Ohne Impressum ist die Website wie ein Schiff ohne Ruder – völlig orientierungslos. Hier geht es um Recht, Vertrauen und vor allem um Strafen, die plötzlich wie ein Donnerschlag einschlagen können.
Rechtliche Grundlagen im Schnelldurchlauf
§ 5 Telemediengesetz (TMG) schreibt klar: Name, Adresse, Kontakt, und – je nach Geschäft – die Aufsichtsbehörde. Wer das ignoriert, riskiert Bußgelder, die nicht nur das Portemonnaie, sondern das Image zerschmettern.
Was muss konkret stehen?
Firmenname. Check. Geschäftsadresse. Check. E-Mail und Telefon. Check. Vertreten durch (Geschäftsführer, Vorstand). Und wenn du ein Register hast – Handelsregister, Vereinsregister, etc., dann natürlich die Nummer.
Typische Stolperfallen – und wie du sie umschiffst
Hier ist der Deal: Viele setzen nur die Firma, nicht die Rechtsform. Das reicht nicht! Ein „Müller GmbH” ist nicht dasselbe wie „Müller”. Und vergesst nicht das Impressum bei Blog-Posts – jede Unterseite muss erreichbar sein.
Ein weiteres No-Go: Das Impressum als Pop-up. Äußerst unpraktisch, rechtlich fragwürdig und irritiert Besucher. Die Lösung? Eine klare, permanente Seite, die per Klick erreichbar ist.
Technische Umsetzung – schnell und sauber
Setz das Impressum in den Footer, aber nicht versteckt. Ein einfacher Link mit Text „Impressum” genügt. Und vergiss nicht, den Link genau einmal zu setzen: https://tenniswettenheute.com/impressum/. Das ist deine rechtliche Absicherung in HTML-Form.
Meta-Tags? Nope.
Ein Impressum braucht keine Meta-Description. Das ist nur ein Mythos. Konzentrier dich auf klare Inhalte, nicht auf SEO-Tricks, die nichts ändern.

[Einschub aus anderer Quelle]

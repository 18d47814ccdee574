//! [`Bed`] definitions.

use std::str::FromStr;

use common::{define_kind, unit, DateTimeOf};
use derive_more::{AsRef, Display};
#[cfg(feature = "postgres")]
use postgres_types::{FromSql, ToSql};

/// Single rentable bed inside a [`Room`].
///
/// A [`Bed`] never exists outside a [`Room`] and is never deleted on its own:
/// it goes away only when its [`Room`] does.
///
/// [`Room`]: crate::domain::Room
#[derive(Clone, Debug)]
pub struct Bed {
    /// [`Number`] of this [`Bed`], unique within its room.
    pub number: Number,

    /// Occupancy [`Status`] of this [`Bed`].
    pub status: Status,

    /// Reference to the occupying student, if any.
    ///
    /// Informational only, no foreign-key constraint is enforced here.
    pub student_id: Option<StudentId>,

    /// Name of the occupying student, if any.
    pub student_name: Option<StudentName>,

    /// [`DateTime`] when the rent is next due, if relevant.
    ///
    /// [`DateTime`]: common::DateTime
    pub rent_due_at: Option<RentDueDateTime>,

    /// [`DateTime`] when the vacating notice was given, if any.
    ///
    /// [`DateTime`]: common::DateTime
    pub notice_at: Option<NoticeDateTime>,

    /// [`DateTime`] when this [`Bed`] was booked, if it was.
    ///
    /// [`DateTime`]: common::DateTime
    pub booked_at: Option<BookingDateTime>,
}

impl Bed {
    /// Indicates whether this [`Bed`] currently generates rent.
    ///
    /// A tenant on notice still occupies the bed and owes rent, while a booked
    /// bed is only reserved and doesn't pay yet.
    #[must_use]
    pub fn generates_revenue(&self) -> bool {
        self.status.generates_revenue()
    }
}

define_kind! {
    #[doc = "Occupancy status of a [`Bed`]."]
    enum Status {
        #[doc = "Free and rentable."]
        Available = "available",

        #[doc = "Occupied by a paying tenant."]
        Occupied = "occupied",

        #[doc = "Out of service."]
        Maintenance = "maintenance",

        #[doc = "Occupied, but the tenant has given a vacating notice."]
        Notice = "notice",

        #[doc = "Reserved by a booking, not yet moved in."]
        OnBook = "onbook",
    }
}

impl Status {
    /// Indicates whether a [`Bed`] in this [`Status`] generates rent.
    #[must_use]
    pub fn generates_revenue(self) -> bool {
        matches!(self, Self::Occupied | Self::Notice)
    }
}

/// Number of a [`Bed`].
#[derive(AsRef, Clone, Debug, Display, Eq, Hash, PartialEq)]
#[cfg_attr(feature = "postgres", derive(FromSql, ToSql), postgres(transparent))]
#[as_ref(forward)]
pub struct Number(String);

impl Number {
    /// Creates a new [`Number`] if the given `num` is valid.
    #[must_use]
    pub fn new(num: impl Into<String>) -> Option<Self> {
        let num = num.into();
        Self::check(&num).then_some(Self(num))
    }

    /// Checks whether the given `num` is a valid [`Number`].
    fn check(num: impl AsRef<str>) -> bool {
        let num = num.as_ref();
        num.trim() == num && !num.is_empty() && num.len() <= 64
    }
}

impl FromStr for Number {
    type Err = &'static str;

    fn from_str(s: &str) -> Result<Self, Self::Err> {
        Self::new(s).ok_or("invalid `bed::Number`")
    }
}

/// Reference to a student occupying a [`Bed`].
#[derive(AsRef, Clone, Debug, Display, Eq, Hash, PartialEq)]
#[cfg_attr(feature = "postgres", derive(FromSql, ToSql), postgres(transparent))]
#[as_ref(forward)]
pub struct StudentId(String);

impl StudentId {
    /// Creates a new [`StudentId`] if the given `id` is valid.
    #[must_use]
    pub fn new(id: impl Into<String>) -> Option<Self> {
        let id = id.into();
        Self::check(&id).then_some(Self(id))
    }

    /// Checks whether the given `id` is a valid [`StudentId`].
    fn check(id: impl AsRef<str>) -> bool {
        let id = id.as_ref();
        id.trim() == id && !id.is_empty() && id.len() <= 128
    }
}

impl FromStr for StudentId {
    type Err = &'static str;

    fn from_str(s: &str) -> Result<Self, Self::Err> {
        Self::new(s).ok_or("invalid `StudentId`")
    }
}

/// Name of a student occupying a [`Bed`].
#[derive(AsRef, Clone, Debug, Display, Eq, Hash, PartialEq)]
#[cfg_attr(feature = "postgres", derive(FromSql, ToSql), postgres(transparent))]
#[as_ref(forward)]
pub struct StudentName(String);

impl StudentName {
    /// Creates a new [`StudentName`] if the given `name` is valid.
    #[must_use]
    pub fn new(name: impl Into<String>) -> Option<Self> {
        let name = name.into();
        Self::check(&name).then_some(Self(name))
    }

    /// Checks whether the given `name` is a valid [`StudentName`].
    fn check(name: impl AsRef<str>) -> bool {
        let name = name.as_ref();
        name.trim() == name && !name.is_empty() && name.len() <= 256
    }
}

impl FromStr for StudentName {
    type Err = &'static str;

    fn from_str(s: &str) -> Result<Self, Self::Err> {
        Self::new(s).ok_or("invalid `StudentName`")
    }
}

/// [`DateTime`] when the rent for a [`Bed`] is next due.
///
/// [`DateTime`]: common::DateTime
pub type RentDueDateTime = DateTimeOf<(Bed, unit::RentDue)>;

/// [`DateTime`] when the vacating notice for a [`Bed`] was given.
///
/// [`DateTime`]: common::DateTime
pub type NoticeDateTime = DateTimeOf<(Bed, unit::Notice)>;

/// [`DateTime`] when a [`Bed`] was booked.
///
/// [`DateTime`]: common::DateTime
pub type BookingDateTime = DateTimeOf<(Bed, unit::Booking)>;

#[cfg(test)]
mod spec {
    use super::Status;

    #[test]
    fn wire_spellings_are_exact() {
        assert_eq!(Status::Available.as_str(), "available");
        assert_eq!(Status::Occupied.as_str(), "occupied");
        assert_eq!(Status::Maintenance.as_str(), "maintenance");
        assert_eq!(Status::Notice.as_str(), "notice");
        assert_eq!(Status::OnBook.as_str(), "onbook");

        assert_eq!("onbook".parse::<Status>().unwrap(), Status::OnBook);
        assert!("ONBOOK".parse::<Status>().is_err());
    }

    #[test]
    fn revenue_statuses() {
        assert!(Status::Occupied.generates_revenue());
        assert!(Status::Notice.generates_revenue());

        assert!(!Status::Available.generates_revenue());
        assert!(!Status::Maintenance.generates_revenue());
        assert!(!Status::OnBook.generates_revenue());
    }
}
impl Property {
    /// Recomputes every derived field of this [`Property`] from its live
    /// [`Room`]/bed tree.
    ///
    /// Applied unconditionally before every whole-document save, so no caller
    /// ever maintains the sums by hand. Inactive [`Room`]s are recounted too
    /// (their own counters stay honest), but are excluded from all
    /// property-level aggregates.
    pub fn derive(&mut self) {
        for r in &mut self.rooms {
            r.recount();
        }

        let mut total_rooms = 0;
        let mut total_beds = 0;
        let mut occupied = 0;
        let mut available = 0;
        let mut on_notice = 0;
        let mut on_book = 0;
        let mut revenue = Amount::ZERO;
        for r in self.rooms.iter().filter(|r| r.is_active) {
            total_rooms += 1;
            total_beds += r.total_beds;
            occupied += r.occupied_beds;
            available += r.available_beds;
            on_notice += r.on_notice_beds;
            on_book += r.on_book_beds;
            revenue = revenue.saturating_add(r.revenue());
        }

        self.total_rooms = total_rooms;
        self.total_beds = total_beds;
        self.occupied_beds = occupied;
        self.available_beds = available;
        self.beds_on_notice = on_notice;
        self.beds_on_book = on_book;
        self.monthly_revenue = revenue;

        self.images =
            derive_images(self.main_image.as_ref(), &self.common_photos);
    }

    /// Returns the naming source a [`Slug`] should be computed from.
    ///
    /// Preference order: name, nick name, public code, internal ID — the
    /// first one that is present and non-blank.
    #[must_use]
    pub fn slug_source(&self) -> String {
        if !AsRef::<str>::as_ref(&self.name).trim().is_empty() {
            return self.name.to_string();
        }
        if let Some(nick) = &self.nick_name {
            if !AsRef::<str>::as_ref(nick).trim().is_empty() {
                return nick.to_string();
            }
        }
        if let Some(code) = &self.code {
            return code.to_string();
        }
        self.id.to_string()
    }
}
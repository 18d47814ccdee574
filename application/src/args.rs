//! [`Args`] definitions.

use clap::Parser;

/// Server of the property inventory system.
#[derive(Debug, Parser)]
#[command(version, about, long_about = None)]
pub struct Args {
    /// Path to the configuration file.
    #[arg(short, long, default_value = "config.toml")]
    pub config: String,
}

impl Args {
    /// Parses command line arguments.
    ///
    /// # Errors
    ///
    /// Errors if failed to parse command line arguments.
    pub fn parse() -> Result<Self, clap::Error> {
        <Self as Parser>::try_parse()
    }
}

Praktischer Tipp für den Alltag
Erstelle ein Template, fülle es mit deinen Daten, und prüfe einmal im Quartal die Angaben – Änderungen im Handelsregister, neue Telefonnummern, neue Aufsichtspersonen. So bleibst du immer compliant, ohne jedes Mal ein Rechtsbuch zu durchforsten.